Suivent les conditions d’un concours de chroniqueurs, cotés ou non cotés.

Parfait ! Mais je commence par protester. Les auteurs ne sont pas tant que ça sur le pavé, barbier, et j’espère qu’ils te le feront voir, ta plume a souvent des écarts.

Ainsi Paris est plein d’auteurs de talent que Figaro connaît, qu’il voudrait bien avoir dans ses rangs, mais qu’il n’ose solliciter. Pourquoi ? On dira : « Il se trouve peut-être parmi les inconnus des chroniqueurs de grand mérite. Un concours peut les mettre en lumière et ouvrir les portes du journalisme à de jeunes écrivains vraiment remarquables. »

Ce n’est pas là ton calcul, barbier malin. Comme tous les autres journaux de Paris, tu reçois chaque jour des ballots de manuscrits. Si tu les lis, tu sais ce qu’ils valent. Si tu ne les lis pas, tu demeures inexcusable. Mais tu les lis. Ton concours ne fera point jaillir un chroniqueur de génie ; et tu le sais. Les mêmes ignorés doubleront leurs envois ; les concierges, les cochers de fiacre, les garçons épiciers, les calicots, les sergents de ville voudront bien concourir pour décrocher la timbale ; tu seras inondé de papier noirci, de prose équivalente à celle dont tes lecteurs ne veulent plus. Mais tu t’es dit ceci : « En dehors de M. Albert Wolff, qui est et demeure un des plus spirituels journalistes de notre époque, je n’ai personne, personne. Or, voici que des journaux voisins ont trouvé et su garder tout un bataillon de chroniqueurs qui ont du talent, des succès, qui font augmenter la vente ; si je pouvais en souffler deux ou trois à mes confrères, je n’en serais point fâché. »

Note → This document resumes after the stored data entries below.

//! Booking aggregate implementation.

use chrono::{DateTime, Utc};
use common::{AggregateId, BookingId, CustomerId, ServiceId, VehicleId};
use event_store::Version;
use serde::{Deserialize, Serialize};

use crate::aggregate::Aggregate;

use super::{
    Actor, BookingEvent, BookingRecordError, BookingStatus, Money, SlotKey,
    events::{BookingRegisteredData, PromotionAppliedData},
};

/// A discount attached to a booking.
#[derive(Debug, Clone, PartialEq, Eq, Serialize, Deserialize)]
#[serde(rename_all = "camelCase")]
pub struct PromotionApplication {
    pub booking_id: BookingId,
    pub code: String,
    pub discount_amount: Money,
    pub final_amount: Money,
}

/// Booking aggregate root.
///
/// Registered once after the backend creates the booking, then mutated only
/// through status changes and promotion records. The stream id is derived from
/// the backend's booking id, so there is exactly one stream per booking.
#[derive(Debug, Clone, Default, Serialize, Deserialize)]
pub struct Booking {
    id: Option<AggregateId>,

    #[serde(default)]
    version: Version,

    booking_id: Option<BookingId>,
    customer_id: Option<CustomerId>,
    vehicle_id: Option<VehicleId>,
    slot: Option<SlotKey>,
    service_id: Option<ServiceId>,
    notes: Option<String>,
    status: BookingStatus,
    created_at: Option<DateTime<Utc>>,

    /// The live discount, if any. At most one at a time.
    promotion: Option<PromotionApplication>,
}

impl Aggregate for Booking {
    type Event = BookingEvent;
    type Error = BookingRecordError;

    fn aggregate_type() -> &'static str {
        "Booking"
    }

    fn id(&self) -> Option<AggregateId> {
        self.id
    }

    fn version(&self) -> Version {
        self.version
    }

    fn set_version(&mut self, version: Version) {
        self.version = version;
    }

    fn apply(&mut self, event: Self::Event) {
        match event {
            BookingEvent::BookingRegistered(data) => self.apply_registered(data),
            BookingEvent::StatusChanged(data) => {
                self.status = data.to;
            }
            BookingEvent::PromotionApplied(data) => self.apply_promotion_applied(data),
            BookingEvent::PromotionRetracted(_) => {
                self.promotion = None;
            }
        }
    }
}

// Query methods
impl Booking {
    pub fn booking_id(&self) -> Option<BookingId> {
        self.booking_id
    }

    pub fn customer_id(&self) -> Option<CustomerId> {
        self.customer_id
    }

    pub fn vehicle_id(&self) -> Option<VehicleId> {
        self.vehicle_id
    }

    pub fn slot(&self) -> Option<SlotKey> {
        self.slot
    }

    pub fn service_id(&self) -> Option<ServiceId> {
        self.service_id
    }

    pub fn notes(&self) -> Option<&str> {
        self.notes.as_deref()
    }

    pub fn status(&self) -> BookingStatus {
        self.status
    }

    pub fn created_at(&self) -> Option<DateTime<Utc>> {
        self.created_at
    }

    pub fn promotion(&self) -> Option<&PromotionApplication> {
        self.promotion.as_ref()
    }

    /// Returns true once the registration event has been applied.
    pub fn is_registered(&self) -> bool {
        self.booking_id.is_some()
    }

    pub fn is_terminal(&self) -> bool {
        self.status.is_terminal()
    }
}

// Command methods (return events)
impl Booking {
    /// Registers a booking the backend has just created. Starts in `PENDING`.
    pub fn register(
        &self,
        booking_id: BookingId,
        customer_id: CustomerId,
        vehicle_id: VehicleId,
        slot: SlotKey,
        service_id: ServiceId,
        notes: Option<String>,
    ) -> Result<Vec<BookingEvent>, BookingRecordError> {
        if let Some(existing) = self.booking_id {
            return Err(BookingRecordError::AlreadyRegistered(existing));
        }

        Ok(vec![BookingEvent::booking_registered(
            booking_id,
            customer_id,
            vehicle_id,
            slot,
            service_id,
            notes,
        )])
    }

    /// Moves the booking from `expected` to `target`.
    ///
    /// `expected` is the status the caller based its decision on. If the
    /// booking has moved since, the command is refused rather than applied
    /// on top of a status the caller never saw.
    pub(crate) fn change_status(
        &self,
        expected: BookingStatus,
        target: BookingStatus,
        actor: Actor,
    ) -> Result<Vec<BookingEvent>, BookingRecordError> {
        self.ensure_registered()?;

        if self.status != expected {
            return Err(BookingRecordError::StatusMismatch {
                expected,
                actual: self.status,
            });
        }

        if !self.status.can_transition_to(target) {
            return Err(BookingRecordError::IllegalTransition {
                from: self.status,
                to: target,
            });
        }

        Ok(vec![BookingEvent::status_changed(self.status, target, actor)])
    }

    /// Records a discount. Refused if one is already live.
    pub fn apply_promotion(
        &self,
        code: &str,
        discount_amount: Money,
        final_amount: Money,
    ) -> Result<Vec<BookingEvent>, BookingRecordError> {
        self.ensure_registered()?;

        if matches!(self.status, BookingStatus::Paid | BookingStatus::Cancelled) {
            return Err(BookingRecordError::PromotionClosed {
                status: self.status,
            });
        }

        if let Some(live) = &self.promotion {
            return Err(BookingRecordError::PromotionAlreadyApplied {
                code: live.code.clone(),
            });
        }

        Ok(vec![BookingEvent::promotion_applied(
            code,
            discount_amount,
            final_amount,
        )])
    }

    /// Withdraws the live discount.
    pub fn retract_promotion(&self, reason: &str) -> Result<Vec<BookingEvent>, BookingRecordError> {
        self.ensure_registered()?;

        let live = self.promotion.as_ref().ok_or(BookingRecordError::NoPromotion)?;

        if self.status == BookingStatus::Paid {
            return Err(BookingRecordError::PromotionLocked {
                code: live.code.clone(),
            });
        }

        Ok(vec![BookingEvent::promotion_retracted(&live.code, reason)])
    }

    fn ensure_registered(&self) -> Result<(), BookingRecordError> {
        if self.is_registered() {
            Ok(())
        } else {
            Err(BookingRecordError::NotRegistered)
        }
    }
}

// Event application
impl Booking {
    fn apply_registered(&mut self, data: BookingRegisteredData) {
        self.id = Some(AggregateId::for_booking(data.booking_id));
        self.booking_id = Some(data.booking_id);
        self.customer_id = Some(data.customer_id);
        self.vehicle_id = Some(data.vehicle_id);
        self.slot = Some(data.slot);
        self.service_id = Some(data.service_id);
        self.notes = data.notes;
        self.status = BookingStatus::Pending;
        self.created_at = Some(data.created_at);
    }

    fn apply_promotion_applied(&mut self, data: PromotionAppliedData) {
        // Registration always precedes a promotion in the stream.
        let Some(booking_id) = self.booking_id else {
            return;
        };
        self.promotion = Some(PromotionApplication {
            booking_id,
            code: data.code,
            discount_amount: data.discount_amount,
            final_amount: data.final_amount,
        });
    }
}

#[cfg(test)]
mod tests {
    use super::*;
    use chrono::NaiveDate;
    use common::{CenterId, TechnicianId, TechnicianSlotId};

    fn slot() -> SlotKey {
        SlotKey::new(
            CenterId::new(1),
            TechnicianId::new(7),
            NaiveDate::from_ymd_opt(2024, 5, 1).unwrap(),
            TechnicianSlotId::new(42),
        )
    }

    fn registered() -> Booking {
        let mut booking = Booking::default();
        let events = booking
            .register(
                BookingId::new(1001),
                CustomerId::new(5),
                VehicleId::new(9),
                slot(),
                ServiceId::new(3),
                Some("oil change".to_string()),
            )
            .unwrap();
        booking.apply_events(events);
        booking
    }

    fn move_to(booking: &mut Booking, target: BookingStatus) {
        let events = booking
            .change_status(booking.status(), target, Actor::System)
            .unwrap();
        booking.apply_events(events);
    }

    #[test]
    fn test_register_starts_pending() {
        let booking = registered();

        assert_eq!(booking.status(), BookingStatus::Pending);
        assert_eq!(booking.booking_id(), Some(BookingId::new(1001)));
        assert_eq!(booking.id(), Some(AggregateId::for_booking(BookingId::new(1001))));
        assert_eq!(booking.notes(), Some("oil change"));
        assert!(booking.created_at().is_some());
    }

    #[test]
    fn test_register_twice_fails() {
        let booking = registered();
        let result = booking.register(
            BookingId::new(1002),
            CustomerId::new(5),
            VehicleId::new(9),
            slot(),
            ServiceId::new(3),
            None,
        );
        assert!(matches!(result, Err(BookingRecordError::AlreadyRegistered(_))));
    }

    #[test]
    fn test_unregistered_booking_rejects_commands() {
        let booking = Booking::default();
        assert!(matches!(
            booking.change_status(BookingStatus::Pending, BookingStatus::Confirmed, Actor::Admin),
            Err(BookingRecordError::NotRegistered)
        ));
        assert!(matches!(
            booking.apply_promotion("X", Money::new(1), Money::new(1)),
            Err(BookingRecordError::NotRegistered)
        ));
    }

    #[test]
    fn test_full_lifecycle() {
        let mut booking = registered();
        move_to(&mut booking, BookingStatus::Confirmed);
        move_to(&mut booking, BookingStatus::InProgress);
        move_to(&mut booking, BookingStatus::Completed);
        move_to(&mut booking, BookingStatus::Paid);
        assert!(booking.is_terminal());
    }

    #[test]
    fn test_skipping_states_is_illegal() {
        let mut booking = registered();
        move_to(&mut booking, BookingStatus::Confirmed);

        let result = booking.change_status(
            BookingStatus::Confirmed,
            BookingStatus::Paid,
            Actor::PaymentCallback,
        );
        assert!(matches!(
            result,
            Err(BookingRecordError::IllegalTransition {
                from: BookingStatus::Confirmed,
                to: BookingStatus::Paid
            })
        ));
    }

    #[test]
    fn test_stale_expected_status_is_refused() {
        let mut booking = registered();
        move_to(&mut booking, BookingStatus::Confirmed);

        let result =
            booking.change_status(BookingStatus::Pending, BookingStatus::Cancelled, Actor::Customer);
        assert!(matches!(
            result,
            Err(BookingRecordError::StatusMismatch {
                expected: BookingStatus::Pending,
                actual: BookingStatus::Confirmed
            })
        ));
    }

    #[test]
    fn test_promotion_at_most_once() {
        let mut booking = registered();
        let events = booking
            .apply_promotion("SUMMER10", Money::new(50_000), Money::new(450_000))
            .unwrap();
        booking.apply_events(events);

        let promo = booking.promotion().unwrap();
        assert_eq!(promo.code, "SUMMER10");
        assert_eq!(promo.final_amount, Money::new(450_000));

        let second = booking.apply_promotion("WINTER20", Money::new(100_000), Money::new(400_000));
        assert!(matches!(
            second,
            Err(BookingRecordError::PromotionAlreadyApplied { code }) if code == "SUMMER10"
        ));
    }

    #[test]
    fn test_retracted_promotion_frees_the_slot_for_another() {
        let mut booking = registered();
        let events = booking
            .apply_promotion("SUMMER10", Money::new(50_000), Money::new(450_000))
            .unwrap();
        booking.apply_events(events);
        let events = booking.retract_promotion("remote apply failed").unwrap();
        booking.apply_events(events);

        assert!(booking.promotion().is_none());
        assert!(
            booking
                .apply_promotion("WINTER20", Money::new(100_000), Money::new(400_000))
                .is_ok()
        );
    }

    #[test]
    fn test_paid_booking_locks_promotion() {
        let mut booking = registered();
        let events = booking
            .apply_promotion("SUMMER10", Money::new(50_000), Money::new(450_000))
            .unwrap();
        booking.apply_events(events);
        move_to(&mut booking, BookingStatus::Confirmed);
        move_to(&mut booking, BookingStatus::InProgress);
        move_to(&mut booking, BookingStatus::Completed);
        move_to(&mut booking, BookingStatus::Paid);

        assert!(matches!(
            booking.retract_promotion("refund"),
            Err(BookingRecordError::PromotionLocked { .. })
        ));
    }

    #[test]
    fn test_cancelled_booking_accepts_no_promotion() {
        let mut booking = registered();
        move_to(&mut booking, BookingStatus::Cancelled);

        assert!(matches!(
            booking.apply_promotion("SUMMER10", Money::new(1), Money::new(1)),
            Err(BookingRecordError::PromotionClosed {
                status: BookingStatus::Cancelled
            })
        ));
    }

    #[test]
    fn test_retract_without_promotion() {
        let booking = registered();
        assert!(matches!(
            booking.retract_promotion("nothing"),
            Err(BookingRecordError::NoPromotion)
        ));
    }
}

Comme ces gens se trouvent bien dans les journaux qui les ont amicalement accueillis, comme ils gagnent de l’argent et comme ils sont retenus par des traités, tu as imaginé le coup du concours avec un prix de cinq cents francs. Ne voilà-t-il pas la ficelle, madré racoleur ?

Maintenant, c’est à vous, mes confrères, que je m’adresse. Puisque le Figaro connaît vos portes, que n’y va-t-il frapper ? S’il venait vous dire : « Monsieur, je vous apprécie. Je vous offre un traité d’un an dans les conditions suivantes… » — alors— moi, je vous crierais : « Acceptez ! Le Figaro reste encore le plus journaux ; sa publicité est la meilleure, etc., etc. »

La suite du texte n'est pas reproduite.